Requirement
Every record shown below is to be output exactly.

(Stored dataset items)
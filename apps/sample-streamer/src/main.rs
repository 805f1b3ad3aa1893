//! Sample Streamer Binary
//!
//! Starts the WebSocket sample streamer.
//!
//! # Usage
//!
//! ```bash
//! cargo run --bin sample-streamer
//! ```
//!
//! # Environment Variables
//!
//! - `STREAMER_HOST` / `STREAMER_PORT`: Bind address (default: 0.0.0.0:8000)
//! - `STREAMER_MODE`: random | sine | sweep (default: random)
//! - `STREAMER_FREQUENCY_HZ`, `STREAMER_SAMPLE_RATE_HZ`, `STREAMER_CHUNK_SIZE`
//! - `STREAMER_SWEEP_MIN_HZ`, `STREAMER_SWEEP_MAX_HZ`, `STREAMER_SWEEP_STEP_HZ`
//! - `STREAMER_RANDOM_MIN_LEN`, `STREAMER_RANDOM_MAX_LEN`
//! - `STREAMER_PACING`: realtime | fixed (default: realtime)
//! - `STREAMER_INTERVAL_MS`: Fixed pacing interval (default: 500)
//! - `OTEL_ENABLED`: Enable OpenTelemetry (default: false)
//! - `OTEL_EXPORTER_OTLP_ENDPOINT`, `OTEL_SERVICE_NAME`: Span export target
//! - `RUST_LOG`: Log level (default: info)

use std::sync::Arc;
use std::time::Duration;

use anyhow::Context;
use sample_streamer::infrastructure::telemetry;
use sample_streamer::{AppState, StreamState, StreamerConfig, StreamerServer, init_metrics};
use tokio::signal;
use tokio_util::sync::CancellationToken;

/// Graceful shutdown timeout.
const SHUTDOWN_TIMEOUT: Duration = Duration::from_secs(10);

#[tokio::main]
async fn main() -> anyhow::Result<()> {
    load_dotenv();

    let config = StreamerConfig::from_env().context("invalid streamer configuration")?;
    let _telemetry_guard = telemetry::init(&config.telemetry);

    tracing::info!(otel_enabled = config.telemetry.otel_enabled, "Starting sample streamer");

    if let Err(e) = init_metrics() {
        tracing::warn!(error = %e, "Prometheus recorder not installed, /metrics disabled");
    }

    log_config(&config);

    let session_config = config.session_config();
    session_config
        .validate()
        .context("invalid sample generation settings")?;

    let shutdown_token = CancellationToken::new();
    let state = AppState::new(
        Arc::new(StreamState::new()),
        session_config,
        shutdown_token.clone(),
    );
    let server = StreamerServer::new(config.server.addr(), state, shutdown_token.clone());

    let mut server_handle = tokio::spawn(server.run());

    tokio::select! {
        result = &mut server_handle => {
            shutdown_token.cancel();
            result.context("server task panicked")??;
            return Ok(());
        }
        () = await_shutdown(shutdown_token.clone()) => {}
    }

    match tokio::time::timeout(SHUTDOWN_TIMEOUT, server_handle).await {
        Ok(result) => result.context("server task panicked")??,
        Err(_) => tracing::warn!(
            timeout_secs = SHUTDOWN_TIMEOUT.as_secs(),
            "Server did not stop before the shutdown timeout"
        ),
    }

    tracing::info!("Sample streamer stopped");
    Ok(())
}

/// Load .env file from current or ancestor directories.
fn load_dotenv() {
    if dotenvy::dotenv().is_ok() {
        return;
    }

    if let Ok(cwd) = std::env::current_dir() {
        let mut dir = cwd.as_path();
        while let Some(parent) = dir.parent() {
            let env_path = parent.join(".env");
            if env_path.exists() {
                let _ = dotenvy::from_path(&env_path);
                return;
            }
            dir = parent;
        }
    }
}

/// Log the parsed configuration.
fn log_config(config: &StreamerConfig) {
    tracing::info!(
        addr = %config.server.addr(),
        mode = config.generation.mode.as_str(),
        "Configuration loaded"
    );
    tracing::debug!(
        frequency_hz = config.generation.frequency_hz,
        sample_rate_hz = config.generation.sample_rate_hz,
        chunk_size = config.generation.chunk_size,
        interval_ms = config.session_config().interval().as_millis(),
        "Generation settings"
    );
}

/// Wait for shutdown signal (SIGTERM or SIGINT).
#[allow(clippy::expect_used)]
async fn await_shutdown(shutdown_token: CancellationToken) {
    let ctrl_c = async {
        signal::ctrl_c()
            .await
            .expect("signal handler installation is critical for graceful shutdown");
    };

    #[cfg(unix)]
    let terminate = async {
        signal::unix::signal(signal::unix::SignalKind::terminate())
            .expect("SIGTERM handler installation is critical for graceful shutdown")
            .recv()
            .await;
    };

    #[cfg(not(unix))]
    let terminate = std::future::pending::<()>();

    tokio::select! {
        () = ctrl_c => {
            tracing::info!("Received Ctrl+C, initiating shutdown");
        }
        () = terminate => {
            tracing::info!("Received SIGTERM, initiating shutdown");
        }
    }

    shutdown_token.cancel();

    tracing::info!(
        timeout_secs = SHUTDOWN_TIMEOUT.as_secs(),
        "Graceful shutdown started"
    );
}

Response area
filename apps/sample-streamer/src/main.rs
repository 805f1b3ad3aa1893
//! Sample Streamer Binary
//!
//! Starts the WebSocket sample streamer.
//!
//! # Usage
//!
//! ```bash
//! cargo run --bin sample-streamer
//! ```
//!
//! # Environment Variables
//!
//! - `STREAMER_HOST` / `STREAMER_PORT`: Bind address (default: 0.0.0.0:8000)
//! - `STREAMER_MODE`: random | sine | sweep (default: random)
//! - `STREAMER_FREQUENCY_HZ`, `STREAMER_SAMPLE_RATE_HZ`, `STREAMER_CHUNK_SIZE`
//! - `STREAMER_SWEEP_MIN_HZ`, `STREAMER_SWEEP_MAX_HZ`, `STREAMER_SWEEP_STEP_HZ`
//! - `STREAMER_RANDOM_MIN_LEN`, `STREAMER_RANDOM_MAX_LEN`
//! - `STREAMER_PACING`: realtime | fixed (default: realtime)
//! - `STREAMER_INTERVAL_MS`: Fixed pacing interval (default: 500)
//! - `OTEL_ENABLED`: Enable OpenTelemetry (default: false)
//! - `OTEL_EXPORTER_OTLP_ENDPOINT`, `OTEL_SERVICE_NAME`: Span export target
//! - `RUST_LOG`: Log level (default: info)

use std::sync::Arc;
use std::time::Duration;

use anyhow::Context;
use sample_streamer::infrastructure::telemetry;
use sample_streamer::{AppState, StreamState, StreamerConfig, StreamerServer, init_metrics};
use tokio::signal;
use tokio_util::sync::CancellationToken;

/// Graceful shutdown timeout.
const SHUTDOWN_TIMEOUT: Duration = Duration::from_secs(10);

#[tokio::main]
async fn main() -> anyhow::Result<()> {
    load_dotenv();

    let config = StreamerConfig::from_env().context("invalid streamer configuration")?;
    let _telemetry_guard = telemetry::init(&config.telemetry);

    tracing::info!(otel_enabled = config.telemetry.otel_enabled, "Starting sample streamer");

    if let Err(e) = init_metrics() {
        tracing::warn!(error = %e, "Prometheus recorder not installed, /metrics disabled");
    }

    log_config(&config);

    let session_config = config.session_config();
    session_config
        .validate()
        .context("invalid sample generation settings")?;

    let shutdown_token = CancellationToken::new();
    let state = AppState::new(
        Arc::new(StreamState::new()),
        session_config,
        shutdown_token.clone(),
    );
    let server = StreamerServer::new(config.server.addr(), state, shutdown_token.clone());

    let mut server_handle = tokio::spawn(server.run());

    tokio::select! {
        result = &mut server_handle => {
            shutdown_token.cancel();
            result.context("server task panicked")??;
            return Ok(());
        }
        () = await_shutdown(shutdown_token.clone()) => {}
    }

    match tokio::time::timeout(SHUTDOWN_TIMEOUT, server_handle).await {
        Ok(result) => result.context("server task panicked")??,
        Err(_) => tracing::warn!(
            timeout_secs = SHUTDOWN_TIMEOUT.as_secs(),
            "Server did not stop before the shutdown timeout"
        ),
    }

    tracing::info!("Sample streamer stopped");
    Ok(())
}

/// Load .env file from current or ancestor directories.
fn load_dotenv() {
    if dotenvy::dotenv().is_ok() {
        return;
    }

    if let Ok(cwd) = std::env::current_dir() {
        let mut dir = cwd.as_path();
        while let Some(parent) = dir.parent() {
            let env_path = parent.join(".env");
            if env_path.exists() {
                let _ = dotenvy::from_path(&env_path);
                return;
            }
            dir = parent;
        }
    }
}

/// Log the parsed configuration.
fn log_config(config: &StreamerConfig) {
    tracing::info!(
        addr = %config.server.addr(),
        mode = config.generation.mode.as_str(),
        "Configuration loaded"
    );
    tracing::debug!(
        frequency_hz = config.generation.frequency_hz,
        sample_rate_hz = config.generation.sample_rate_hz,
        chunk_size = config.generation.chunk_size,
        interval_ms = config.session_config().interval().as_millis(),
        "Generation settings"
    );
}

/// Wait for shutdown signal (SIGTERM or SIGINT).
#[allow(clippy::expect_used)]
async fn await_shutdown(shutdown_token: CancellationToken) {
    let ctrl_c = async {
        signal::ctrl_c()
            .await
            .expect("signal handler installation is critical for graceful shutdown");
    };

    #[cfg(unix)]
    let terminate = async {
        signal::unix::signal(signal::unix::SignalKind::terminate())
            .expect("SIGTERM handler installation is critical for graceful shutdown")
            .recv()
            .await;
    };

    #[cfg(not(unix))]
    let terminate = std::future::pending::<()>();

    tokio::select! {
        () = ctrl_c => {
            tracing::info!("Received Ctrl+C, initiating shutdown");
        }
        () = terminate => {
            tracing::info!("Received SIGTERM, initiating shutdown");
        }
    }

    shutdown_token.cancel();

    tracing::info!(
        timeout_secs = SHUTDOWN_TIMEOUT.as_secs(),
        "Graceful shutdown started"
    );
}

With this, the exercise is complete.